Ryan Shelton, Co-Founder and CEO, Photonicare: Healthcare is not sustainable as it is. There is an increasing focus on prevention – reaching people earlier and how we empower people on the frontline with better technology. Alongside remote diagnosis, we know early treatment is also often the cheapest form of treatment.

What market challenges remain?

Rachel Kuperman, Founder and CEO, Eysz: The whole goal of medical data is to have a joined-up conversation with the patient that builds on their lived experience. The sharing of information is often impeded by the lack of shared goals.

Bill Hyun: Data is critical for Artificial Intelligence (AI). We’re seeing a lot of institutionalised AI now, how will the regulatory authorities deal with this?

Francesco Tantussi, Scientific Advisor, Foresee Biosystems: Modern tools should measure multiple parameters. Correlations and cross-correlations are extremely important.

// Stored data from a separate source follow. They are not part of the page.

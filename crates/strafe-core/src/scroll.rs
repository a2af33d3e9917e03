//! User-adjustable scroll speed of the history ribbon.

use std::fmt;

/// Scroll speed in pixels per history entry, `0.5..=10.0` in steps of `0.5`.
///
/// Stored as a count of half-pixel steps so repeated adjustments stay
/// exact.
#[derive(Clone, Copy, Debug, PartialEq, Eq, Hash, PartialOrd, Ord)]
pub struct ScrollSpeed(u8);

/// Direction of a single scroll speed adjustment.
#[derive(Clone, Copy, Debug, PartialEq, Eq, Hash)]
pub enum SpeedStep {
    /// Slower by one step.
    Down,
    /// Faster by one step.
    Up,
}

const MIN_HALF_STEPS: u8 = 1;
const MAX_HALF_STEPS: u8 = 20;

impl ScrollSpeed {
    /// Slowest allowed speed, 0.5.
    pub const MIN: Self = Self(MIN_HALF_STEPS);
    /// Fastest allowed speed, 10.0.
    pub const MAX: Self = Self(MAX_HALF_STEPS);
    /// Speed on first launch, 3.0.
    pub const DEFAULT: Self = Self(6);
    /// Size of one adjustment.
    pub const STEP: f64 = 0.5;

    /// Nearest allowed speed to `value`, clamped to [`MIN`](Self::MIN)..=[`MAX`](Self::MAX).
    ///
    /// NaN maps to [`DEFAULT`](Self::DEFAULT).
    pub fn from_value(value: f64) -> Self {
        if value.is_nan() {
            return Self::DEFAULT;
        }
        let halves = (value * 2.0).round();
        let clamped = halves.clamp(f64::from(MIN_HALF_STEPS), f64::from(MAX_HALF_STEPS));
        Self(clamped as u8)
    }

    /// The speed in pixels per history entry.
    pub fn value(self) -> f64 {
        f64::from(self.0) / 2.0
    }

    /// Apply one step, clamping at the bounds.
    pub fn adjust(self, step: SpeedStep) -> Self {
        let halves = match step {
            SpeedStep::Down => self.0.saturating_sub(1).max(MIN_HALF_STEPS),
            SpeedStep::Up => (self.0 + 1).min(MAX_HALF_STEPS),
        };
        Self(halves)
    }
}

impl Default for ScrollSpeed {
    fn default() -> Self {
        Self::DEFAULT
    }
}

impl fmt::Display for ScrollSpeed {
    fn fmt(&self, f: &mut fmt::Formatter<'_>) -> fmt::Result {
        write!(f, "{:.1}", self.value())
    }
}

Rachel Kuperman: The goal of any technology in medicine is to improve patient outcomes, but new technology has to fit into doctors’ workflows, so finding the sweet spot between critical need, regulatory and reimbursement contexts is critical.

What experience of funding issues can you share?

Bill Hyun: The first company I started was in the late 1980s and it was spun out of a university and I stayed there. This first company was sold and I just thought I would form one company each year and then just sell it…. the next three [experiences] were not like that! The rollercoaster ride takes focus and there are highs and lows. Now, when searching around for new opportunities, I look for curiosity, focus and vision.

Ryan Shelton: As a first-time entrepreneur coming from academia, I’d say it’s been a challenge but not impossible. We have a nice mix of investors, including VCs and a healthcare provider. My advice would be to get a nice mix of funding if you can.

Rachel Kuperman: In my experience, investors want to spend a lot on commercialisation and not the research and development. Some things don’t take a lot to de-risk. Go through your chart and de-risk each step and stage as much as you can. You also have to generate the evidence to support your claims, but don’t forget to show how doctors will get paid to use [your product or technology]. You have to talk to doctors as part of your development.

Ryan Shelton: You have to identify the early adopters – they will help you open up the rest of the market.

Bill Hyun: There is a lot of money out there, but that money recognises its worth, so VCs are being more aggressive about how much of a company or startup they want. If you don’t want to do that, you have to look at alternatives such as foundation funds.

How do you secure the best talent to help you?

Rachel Kuperman: You really have to talk to lots of people – business is all about who you know. I’ve found business more collaborative than medicine.

Bill Hyun: When you are looking for technology talent, knowing this market is critical. You simply have to network.